#### Collected data entries:
%%

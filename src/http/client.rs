use std::fmt;
use std::sync::Arc;
use std::time::Duration;

use serde_json::Value;
use tracing::warn;

use crate::config::ClientConfig;
use crate::entropy::Entropy;

use super::dial::Dialer;
use super::dns::CachingResolver;
use super::pool::ConnectionPool;
use super::proxy::ProxySelector;
use super::tls::{TlsPolicy, build_tls_connector};

/// Overall request timeout when `client.timeout` is unset.
pub const DEFAULT_TIMEOUT: Duration = Duration::from_secs(90);
/// Idle pooled connections kept per origin when unset.
pub const DEFAULT_MAX_IDLE_CONNECTIONS: usize = 1000;
/// How long a successful DNS lookup is reused.
pub const DNS_CACHE_DURATION: Duration = Duration::from_secs(3600);
/// Ceiling on concurrent dials per client.
pub const DIAL_CONCURRENCY: usize = 4096;

/// Effective client settings after defaults are applied.
///
/// `timeout` caps a whole exchange and the lifetime of a pooled
/// connection. `write_timeout` bounds dialing (proxy tunnel and TLS
/// handshake included) and writing the request. `read_timeout` bounds
/// reading the full response.
#[derive(Debug, Clone, PartialEq, Eq)]
pub struct ClientSettings {
    pub timeout: Duration,
    pub read_timeout: Duration,
    pub write_timeout: Duration,
    pub idle_timeout: Duration,
    pub max_idle_connections: usize,
    pub tls: TlsPolicy,
    pub proxy_urls: String,
}

impl ClientSettings {
    /// Decodes a job's raw `client` value. Malformed keys fall back to
    /// their defaults and are reported only when `debug` is set.
    #[must_use]
    pub fn resolve(raw: &Value, debug: bool) -> Self {
        let decoded = ClientConfig::decode(raw);
        if debug {
            for err in &decoded.errors {
                warn!("Failed to parse job client, ignoring: {}", err);
            }
        }
        Self::from_config(decoded.config)
    }

    #[must_use]
    pub fn from_config(config: ClientConfig) -> Self {
        let timeout = config.timeout.unwrap_or(DEFAULT_TIMEOUT);
        Self {
            timeout,
            read_timeout: config.read_timeout.unwrap_or(timeout),
            write_timeout: config.write_timeout.unwrap_or(timeout),
            idle_timeout: config.idle_timeout.unwrap_or(timeout),
            max_idle_connections: config
                .max_idle_connections
                .unwrap_or(DEFAULT_MAX_IDLE_CONNECTIONS),
            tls: TlsPolicy::from_config(config.tls_config),
            proxy_urls: config.proxy_urls,
        }
    }
}

impl Default for ClientSettings {
    fn default() -> Self {
        Self::from_config(ClientConfig::default())
    }
}

/// HTTP/1.1 client owned by one job instance.
///
/// Holds the dialer (proxy choice, DNS cache, TLS) and the idle connection
/// pool reused across the job's iterations.
pub struct JobClient {
    pub(super) dialer: Dialer,
    pub(super) pool: ConnectionPool,
    settings: Arc<ClientSettings>,
    proxies: Arc<ProxySelector>,
}

impl fmt::Debug for JobClient {
    fn fmt(&self, f: &mut fmt::Formatter<'_>) -> fmt::Result {
        f.debug_struct("JobClient")
            .field("settings", &self.settings)
            .field("dialer", &self.dialer)
            .finish_non_exhaustive()
    }
}

impl JobClient {
    #[must_use]
    pub fn settings(&self) -> &ClientSettings {
        &self.settings
    }

    #[must_use]
    pub fn proxies(&self) -> &ProxySelector {
        &self.proxies
    }
}

/// Builds the client for one job. Never fails: unusable settings fall back
/// to defaults and are reported only when `debug` is set.
#[must_use]
pub fn build_client(raw: &Value, debug: bool, entropy: Arc<Entropy>) -> JobClient {
    let settings = ClientSettings::resolve(raw, debug);
    let proxies = Arc::new(ProxySelector::from_template(
        &settings.proxy_urls,
        entropy,
        debug,
    ));
    let dialer = Dialer::new(
        CachingResolver::new(DNS_CACHE_DURATION),
        build_tls_connector(&settings.tls, debug),
        Arc::clone(&proxies),
        DIAL_CONCURRENCY,
        settings.write_timeout,
        debug,
    );
    let pool = ConnectionPool::new(
        settings.max_idle_connections,
        settings.idle_timeout,
        settings.timeout,
    );
    JobClient {
        dialer,
        pool,
        settings: Arc::new(settings),
        proxies,
    }
}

%%

#### Exercise details:
Pick every line of the data that includes the string "usize".

#### Answer space:
pub const DEFAULT_MAX_IDLE_CONNECTIONS: usize = 1000;
pub const DIAL_CONCURRENCY: usize = 4096;
    pub max_idle_connections: usize,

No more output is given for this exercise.